L’interdiction de voyager récemment annoncée a créé une incertitude chez les employeurs au Canada. L’aperçu suivant donne une orientation en vue d’élaborer une stratégie d’entreprise.

Le 27 janvier 2017, le président Trump a signé un décret intitulé Protecting the Nation from Foreign Terrorist Entry into the United States. Une grande confusion existe quant à la portée de l’interdiction et à son incidence potentielle sur votre entreprise. Au cours des derniers jours, de nombreuses mises à jour et modifications de position ont été faites par le Département d’État américain et le conseiller à la sécurité nationale des États-Unis, notamment en réaction aux poursuites qui ont été intentées. La situation continue de changer. Pour l’heure, nous pouvons vous conseiller sur ce qui suit :


Interdiction de 90 jours d’entrer aux États-Unis imposée à sept nationalités

Le principal élément du décret qui touche les employeurs est le suivant : avec prise d’effet immédiate, les ressortissants de l’Iran, de l’Iraq, de la Libye, de la Somalie, du Soudan, de la Syrie et du Yémen sont frappés d’interdiction d’entrée aux États-Unis, au moins jusqu’au 27 avril 2017. Le fait qu’un ressortissant étranger (c’est-à-dire un citoyen non américain) soit né dans l’un de ces sept pays constitue, aux yeux du gouvernement américain, une preuve suffisante que cette personne est un ressortissant de ce pays. Le ressortissant étranger n’a pas à détenir un passeport valide de l’un de ces pays ciblés par l’interdiction.

Ce décret s’applique-t-il aux détenteurs de carte verte des États-Unis?

L’interdiction s’applique aux non-immigrants (comme les visiteurs qui se déplacent pour affaires et les détenteurs de permis de travail), aux demandeurs d’ajustement de statut avec une permission d’entrée, aux ressortissants étrangers qui détiennent un visa d’immigrant américain et aux résidents permanents légitimes américains (les détenteurs de carte verte).
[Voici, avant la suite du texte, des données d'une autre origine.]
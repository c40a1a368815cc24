//! Common utility functions shared across the codebase.

/// Checks if the text contains at least one Unicode alphabetic character.
///
/// Returns false for empty strings, pure numbers, or pure symbols.
///
/// # Examples
///
/// ```
/// use jsx_i18n_transform::utils::contains_alphabetic;
///
/// assert!(contains_alphabetic("Hello"));
/// assert!(contains_alphabetic("你好"));
/// assert!(contains_alphabetic("Hello123"));
/// assert!(!contains_alphabetic("123"));
/// assert!(!contains_alphabetic("---"));
/// assert!(!contains_alphabetic(""));
/// ```
pub fn contains_alphabetic(text: &str) -> bool {
    text.chars().any(|c| c.is_alphabetic())
}

/// Replace every run of whitespace with a single space.
///
/// Leading and trailing whitespace is collapsed, not removed.
///
/// ```
/// use jsx_i18n_transform::utils::collapse_whitespace;
///
/// assert_eq!(collapse_whitespace("\n   Hello\n   world  "), " Hello world ");
/// ```
pub fn collapse_whitespace(text: &str) -> String {
    let mut out = String::with_capacity(text.len());
    let mut in_space = false;
    for c in text.chars() {
        if c.is_whitespace() {
            if !in_space {
                out.push(' ');
            }
            in_space = true;
        } else {
            out.push(c);
            in_space = false;
        }
    }
    out
}
//! Source handling shared by the transform and the batch driver.
//!
//! - `parsers`: swc parsing and span-addressable source text
//! - `comments`: `i18n-ignore` line suppressions
//! - `file_scanner`: include/ignore-aware source discovery
//! - `context`: batch context and build-wide statistics

pub mod comments;
pub mod context;
pub mod file_scanner;
pub mod parsers;

pub use context::{FileDetail, FileOutcome, TransformContext, TransformStats};
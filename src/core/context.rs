//! Batch context for transforming a whole source tree.
//!
//! `TransformContext` loads configuration, scans the source files and runs
//! the per-file transform in parallel. Build-wide statistics live in an
//! explicit [`TransformStats`] owned by the caller, reset at batch start.

use std::{
    collections::BTreeMap,
    fs,
    path::{Path, PathBuf},
};

use anyhow::{Context as _, Result, anyhow};
use rayon::prelude::*;
use serde::Serialize;

use crate::{
    cli::args::CommonArgs,
    config::{CONFIG_FILE_NAME, Config, load_config},
    core::file_scanner::scan_files,
    transform::{TransformOptions, TransformOutput, TransformRules, TransformationRecord, transform_source},
};

/// Per-file entry of the JSON report.
#[derive(Debug, Clone, Serialize)]
pub struct FileDetail {
    pub file: String,
    pub transformations: Vec<TransformationRecord>,
}

/// Build-wide statistics.
///
/// Serializes to the report layout:
/// `{ stringsTransformed, filesModified, fileDetails: [{ file, transformations }] }`.
#[derive(Debug, Default, Clone, Serialize)]
#[serde(rename_all = "camelCase")]
pub struct TransformStats {
    pub strings_transformed: usize,
    pub files_modified: usize,
    pub file_details: Vec<FileDetail>,
    #[serde(skip)]
    pub files_processed: usize,
    #[serde(skip)]
    pub by_kind: BTreeMap<String, usize>,
}

impl TransformStats {
    pub fn reset(&mut self) {
        *self = Self::default();
    }

    /// Fold one file's output into the totals.
    pub fn absorb(&mut self, file: &str, output: &TransformOutput) {
        self.files_processed += 1;
        if !output.modified {
            return;
        }
        self.files_modified += 1;
        self.strings_transformed += output.transform_count;
        for record in &output.transformations {
            *self.by_kind.entry(record.kind.clone()).or_default() += 1;
        }
        self.file_details.push(FileDetail {
            file: file.to_string(),
            transformations: output.transformations.clone(),
        });
    }
}

/// Outcome of one file in a batch.
pub struct FileOutcome {
    pub file_path: String,
    pub result: Result<TransformOutput>,
}

pub struct TransformContext {
    pub config: Config,
    pub root_dir: PathBuf,
    /// Files to transform, in path order.
    pub files: Vec<String>,
    pub rules: TransformRules,
    pub verbose: bool,
}

impl TransformContext {
    /// Load configuration from the source root (or the current directory)
    /// and scan its source files.
    pub fn new(common_args: &CommonArgs) -> Result<Self> {
        let verbose = common_args.verbose;

        let root_dir = common_args
            .source_root
            .clone()
            .unwrap_or_else(|| PathBuf::from("."));
        let path = root_dir
            .to_str()
            .with_context(|| anyhow!("Invalid path: {:?}", root_dir))?;

        let config_result = load_config(Path::new(path))?;
        if verbose && !config_result.from_file {
            eprintln!(
                "Note: No {} found, using default configuration",
                CONFIG_FILE_NAME
            );
        }
        let config = config_result.config;
        let rules = TransformRules::from_config(&config)?;

        // Collapse `./` segments so reported paths stay readable
        let scan_root: PathBuf = root_dir.join(&config.source_root).components().collect();
        let scan_result = scan_files(&scan_root, &config, verbose);
        if scan_result.skipped_count > 0 {
            eprintln!(
                "Warning: {} path(s) skipped due to access errors{}",
                scan_result.skipped_count,
                if verbose { "" } else { " (use -v for details)" }
            );
        }

        Ok(Self {
            config,
            root_dir,
            files: scan_result.files,
            rules,
            verbose,
        })
    }

    /// Transform every file in parallel.
    ///
    /// Files are independent, so each worker reads and parses its own file.
    /// Results come back in path order; a failing file never stops the
    /// others.
    pub fn transform_all(&self, options: &TransformOptions) -> Vec<FileOutcome> {
        self.files
            .par_iter()
            .map(|file_path| {
                let result = fs::read_to_string(file_path)
                    .with_context(|| format!("Failed to read file: {}", file_path))
                    .and_then(|code| transform_source(&code, file_path, options, &self.rules));
                FileOutcome {
                    file_path: file_path.clone(),
                    result,
                }
            })
            .collect()
    }

    /// Run a batch, resetting `stats` first and absorbing each successful
    /// file in path order.
    pub fn run_batch(&self, options: &TransformOptions, stats: &mut TransformStats) -> Vec<FileOutcome> {
        stats.reset();
        let outcomes = self.transform_all(options);
        for outcome in &outcomes {
            if let Ok(output) = &outcome.result {
                stats.absorb(&outcome.file_path, output);
            }
        }
        outcomes
    }
}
On a beaucoup débattu de la question de savoir si les détenteurs de carte verte continueront d’être visés par l’interdiction. Initialement, l’administration Trump insistait sur le fait que les détenteurs de carte verte des États-Unis étaient visés par l’interdiction et devront demander une dispense spéciale au titre de l’intérêt national pour entrer aux États-Unis. Toutefois, le secrétaire américain à la Sécurité intérieure a déclaré officiellement que l’admission des détenteurs de carte verte des États-Unis était dans l’intérêt national. Par conséquent, les détenteurs de carte verte des États-Unis devraient avoir une certaine assurance qu’ils seront admis aux États-Unis, malgré l’interdiction. Cela ne signifie pas, cependant, qu’ils ne seront pas soumis à un interrogatoire corsé ni placés en détention.
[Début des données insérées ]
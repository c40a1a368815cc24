//! Builds replacement code for a candidate from its strategy and templates.
//!
//! A [`Replacement`] owns everything it needs (keys, verbatim source of
//! params, guards and component clones), so rendering does not borrow the
//! syntax tree. The walker installs the rendered text over the node's span.

use swc_common::Spanned;
use swc_ecma_ast::{Expr, JSXElement};

use crate::core::parsers::jsx::SourceText;
use crate::transform::analysis::ContentAnalysis;
use crate::transform::branches::{GuardCondition, branch_combinations, unwrap_parens};
use crate::transform::record::TransformationRecord;
use crate::transform::rules::TransformRules;
use crate::transform::strategy::{SkipReason, TransformStrategy};
use crate::transform::template::{Template, build_template, is_valid_key};

/// One entry of a params object: `name` or `name: value`.
#[derive(Debug, Clone, PartialEq, Eq)]
pub struct ParamArg {
    pub name: String,
    pub value: String,
}

impl ParamArg {
    fn render(&self) -> String {
        if self.name == self.value {
            self.name.clone()
        } else {
            format!("{}: {}", self.name, self.value)
        }
    }
}

#[derive(Debug, Clone, PartialEq, Eq)]
pub enum Replacement {
    /// `t("key", { name })`
    Call {
        function: String,
        key: String,
        params: Vec<ParamArg>,
    },
    /// `<I18nText i18nKey={"key"} components={{ bold: <Text bold /> }} />`
    Template {
        component: String,
        key_prop: String,
        key: String,
        components: Vec<(String, String)>,
        params: Vec<ParamArg>,
    },
    /// `g1 ? r1 : g2 ? r2 : fallback`
    Conditional {
        branches: Vec<(String, Replacement)>,
        fallback: Box<Replacement>,
    },
}

/// Double-quoted JavaScript string literal.
pub fn js_string(value: &str) -> String {
    serde_json::Value::String(value.to_string()).to_string()
}

fn render_params(params: &[ParamArg]) -> String {
    let fields: Vec<String> = params.iter().map(ParamArg::render).collect();
    format!("{{ {} }}", fields.join(", "))
}

impl Replacement {
    /// Render as a JavaScript expression.
    pub fn render(&self) -> String {
        match self {
            Self::Call {
                function,
                key,
                params,
            } => {
                if params.is_empty() {
                    format!("{}({})", function, js_string(key))
                } else {
                    format!("{}({}, {})", function, js_string(key), render_params(params))
                }
            }
            Self::Template {
                component,
                key_prop,
                key,
                components,
                params,
            } => {
                let mut out = format!("<{} {}={{{}}}", component, key_prop, js_string(key));
                if !components.is_empty() {
                    let fields: Vec<String> = components
                        .iter()
                        .map(|(tag, clone)| format!("{}: {}", tag, clone))
                        .collect();
                    out.push_str(&format!(" components={{{{ {} }}}}", fields.join(", ")));
                }
                if !params.is_empty() {
                    out.push_str(&format!(" params={{{}}}", render_params(params)));
                }
                out.push_str(" />");
                out
            }
            Self::Conditional { branches, fallback } => {
                let mut out = String::new();
                for (guard, branch) in branches {
                    out.push_str(&format!("{} ? {} : ", guard, branch.render()));
                }
                out.push_str(&fallback.render());
                out
            }
        }
    }

    /// Render as a JSX child: elements stand alone, expressions get braces.
    pub fn render_as_child(&self) -> String {
        match self {
            Self::Template { .. } => self.render(),
            _ => format!("{{{}}}", self.render()),
        }
    }

    pub fn uses_translate_function(&self) -> bool {
        match self {
            Self::Call { .. } => true,
            Self::Template { .. } => false,
            Self::Conditional { branches, fallback } => {
                fallback.uses_translate_function()
                    || branches.iter().any(|(_, b)| b.uses_translate_function())
            }
        }
    }

    pub fn uses_template_component(&self) -> bool {
        match self {
            Self::Call { .. } => false,
            Self::Template { .. } => true,
            Self::Conditional { branches, fallback } => {
                fallback.uses_template_component()
                    || branches.iter().any(|(_, b)| b.uses_template_component())
            }
        }
    }
}

/// A successful rewrite of one node.
#[derive(Debug, Clone)]
pub struct Rewrite {
    pub replacement: Replacement,
    pub records: Vec<TransformationRecord>,
}

/// Expressions that bind tighter than every operator a guard is combined
/// with and can be negated or joined as-is.
fn is_atomic(expr: &Expr) -> bool {
    matches!(
        expr,
        Expr::Ident(_)
            | Expr::Member(_)
            | Expr::SuperProp(_)
            | Expr::Call(_)
            | Expr::OptChain(_)
            | Expr::Lit(_)
            | Expr::Tpl(_)
            | Expr::This(_)
            | Expr::Paren(_)
            | Expr::Unary(_)
            | Expr::TsNonNull(_)
    )
}

/// Cannot appear unparenthesized as the test of a conditional.
fn needs_parens_as_test(expr: &Expr) -> bool {
    matches!(
        expr,
        Expr::Cond(_) | Expr::Assign(_) | Expr::Seq(_) | Expr::Arrow(_) | Expr::Yield(_)
    )
}

fn render_guard(guards: &[GuardCondition], source: &SourceText) -> String {
    if let [single] = guards
        && !single.negated
    {
        let text = source.slice(single.test.span());
        return if needs_parens_as_test(single.test) {
            format!("({})", text)
        } else {
            text.to_string()
        };
    }

    guards
        .iter()
        .map(|guard| {
            let test = unwrap_parens(guard.test);
            let text = source.slice(test.span());
            let atom = if is_atomic(test) {
                text.to_string()
            } else {
                format!("({})", text)
            };
            if guard.negated {
                format!("!{}", atom)
            } else {
                atom
            }
        })
        .collect::<Vec<_>>()
        .join(" && ")
}

/// The outer element's opening tag as a self-closing element.
fn self_closing_clone(element: &JSXElement, source: &SourceText) -> String {
    let opening = source.slice(element.opening.span);
    if element.opening.self_closing {
        return opening.to_string();
    }
    let head = opening.strip_suffix('>').unwrap_or(opening).trim_end();
    format!("{} />", head)
}

fn param_args(template: &Template, source: &SourceText) -> Vec<ParamArg> {
    template
        .params
        .iter()
        .map(|(name, expr)| ParamArg {
            name: name.clone(),
            value: source.slice(expr.span()).to_string(),
        })
        .collect()
}

fn leaf_replacement(
    template: &Template,
    templated: bool,
    rules: &TransformRules,
    source: &SourceText,
) -> Replacement {
    if templated {
        Replacement::Template {
            component: rules.template_component.clone(),
            key_prop: rules.template_key_prop.clone(),
            key: template.key.clone(),
            components: template
                .components
                .iter()
                .map(|(tag, element)| (tag.clone(), self_closing_clone(element, source)))
                .collect(),
            params: param_args(template, source),
        }
    } else {
        Replacement::Call {
            function: rules.translate_function.clone(),
            key: template.key.clone(),
            params: param_args(template, source),
        }
    }
}

fn checked<'a>(template: Template<'a>) -> Result<Template<'a>, SkipReason> {
    if template.is_valid() {
        Ok(template)
    } else {
        Err(SkipReason::InvalidKey(template.key))
    }
}

/// Rewrite the children of a candidate element according to `strategy`.
///
/// Fails with the skip reason when the strategy is a skip or any built key is
/// invalid; nothing is rewritten in that case.
pub fn rewrite_element<'a>(
    element: &'a JSXElement,
    analysis: &ContentAnalysis<'a>,
    strategy: &TransformStrategy,
    rules: &TransformRules,
    source: &SourceText,
    line: usize,
) -> Result<Rewrite, SkipReason> {
    if let TransformStrategy::Skip(reason) = strategy {
        return Err(reason.clone());
    }
    let kind = strategy.as_str();
    let templated = strategy.is_templated();

    if !strategy.is_branched() {
        let template = checked(build_template(
            &element.children,
            analysis,
            &[],
            rules,
            source,
        ))?;
        let replacement = leaf_replacement(&template, templated, rules, source);
        let record = TransformationRecord::new(kind, &template.key, replacement.render(), line)
            .with_params(template.param_names());
        return Ok(Rewrite {
            replacement,
            records: vec![record],
        });
    }

    let counts: Vec<usize> = analysis
        .conditionals
        .iter()
        .map(|c| c.branch_count())
        .collect();

    let mut branches = Vec::new();
    let mut records: Vec<TransformationRecord> = Vec::new();
    for combination in branch_combinations(&counts) {
        let template = checked(build_template(
            &element.children,
            analysis,
            &combination,
            rules,
            source,
        ))?;
        let leaf = leaf_replacement(&template, templated, rules, source);

        if !records.iter().any(|r| r.original_key == template.key) {
            records.push(
                TransformationRecord::new(kind, &template.key, leaf.render(), line)
                    .with_params(template.param_names()),
            );
        }

        let guards: Vec<GuardCondition> = combination
            .iter()
            .enumerate()
            .flat_map(|(index, &choice)| analysis.conditionals[index].leaves[choice].guards.clone())
            .collect();
        branches.push((render_guard(&guards, source), leaf));
    }

    let Some((_, fallback)) = branches.pop() else {
        return Err(SkipReason::NoStaticText);
    };
    Ok(Rewrite {
        replacement: Replacement::Conditional {
            branches,
            fallback: Box::new(fallback),
        },
        records,
    })
}

/// Rewrite the string value of a translatable object field.
pub fn rewrite_property(
    field: &str,
    value: &str,
    rules: &TransformRules,
    line: usize,
) -> Result<Rewrite, SkipReason> {
    if rules.is_debug_text(value) {
        return Err(SkipReason::DebugText);
    }
    let key = rules.rebrand.apply(value);
    if !is_valid_key(key.trim()) {
        return Err(SkipReason::InvalidKey(key));
    }

    let replacement = Replacement::Call {
        function: rules.translate_function.clone(),
        key: key.clone(),
        params: Vec::new(),
    };
    let record = TransformationRecord::new(
        format!("property:{}", field),
        key,
        replacement.render(),
        line,
    );
    Ok(Rewrite {
        replacement,
        records: vec![record],
    })
}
Le décret s’applique-t-il aux ressortissants ayant une double nationalité et aux résidents permanents canadiens?

Une simple lecture du décret de même que les déclarations subséquentes du Département d’État ont laissé entendre que l’interdiction s’appliquerait aux ressortissants ayant une double nationalité (par exemple à un Irano-canadien, à un Irako-britannique ou à un Franco-syrien). Ainsi, un citoyen canadien né dans l’un de ces sept pays serait frappé par l’interdiction d’entrée aux États-Unis pendant la durée de l’interdiction.
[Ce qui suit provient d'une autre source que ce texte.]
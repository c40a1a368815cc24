//! Source file parsing.
//!
//! - `jsx`: JSX/TSX source file parser (uses swc for AST generation)

pub mod jsx;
Néanmoins, l’opinion du conseiller à la sécurité nationale des États-Unis contredit directement ce que le Département d’État américain a affiché officiellement sur son site Web. Le conseiller à la sécurité nationale des États-Unis a informé le bureau du premier ministre que les ressortissants ayant une double nationalité ne sont pas visés par l’interdiction. De plus, le ministre canadien de l’Immigration, Ahmed Hussen, a affirmé, au cours d’une conférence de presse, que les citoyens canadiens, y compris les ressortissants ayant une double nationalité, ne seront pas frappés d’interdiction d’entrée. Il a aussi affirmé que l’interdiction ne visera pas les résidents permanents canadiens qui sont des ressortissants de l’un de ces sept pays.

Les affirmations du ministre relativement aux citoyens canadiens ayant une double nationalité sont rassurantes. Toutefois, elles n’ont pas force de loi aux États-Unis.

Également, nous avons confirmé auprès de la US Customs & Border Protection de l’aéroport Pearson que les détenteurs de passeport canadien nés dans l’un des sept pays ne seront pas frappés de l’interdiction d’entrée aux États-Unis. Cependant, on nous a dit que ces personnes pourraient être soumises à un examen approfondi.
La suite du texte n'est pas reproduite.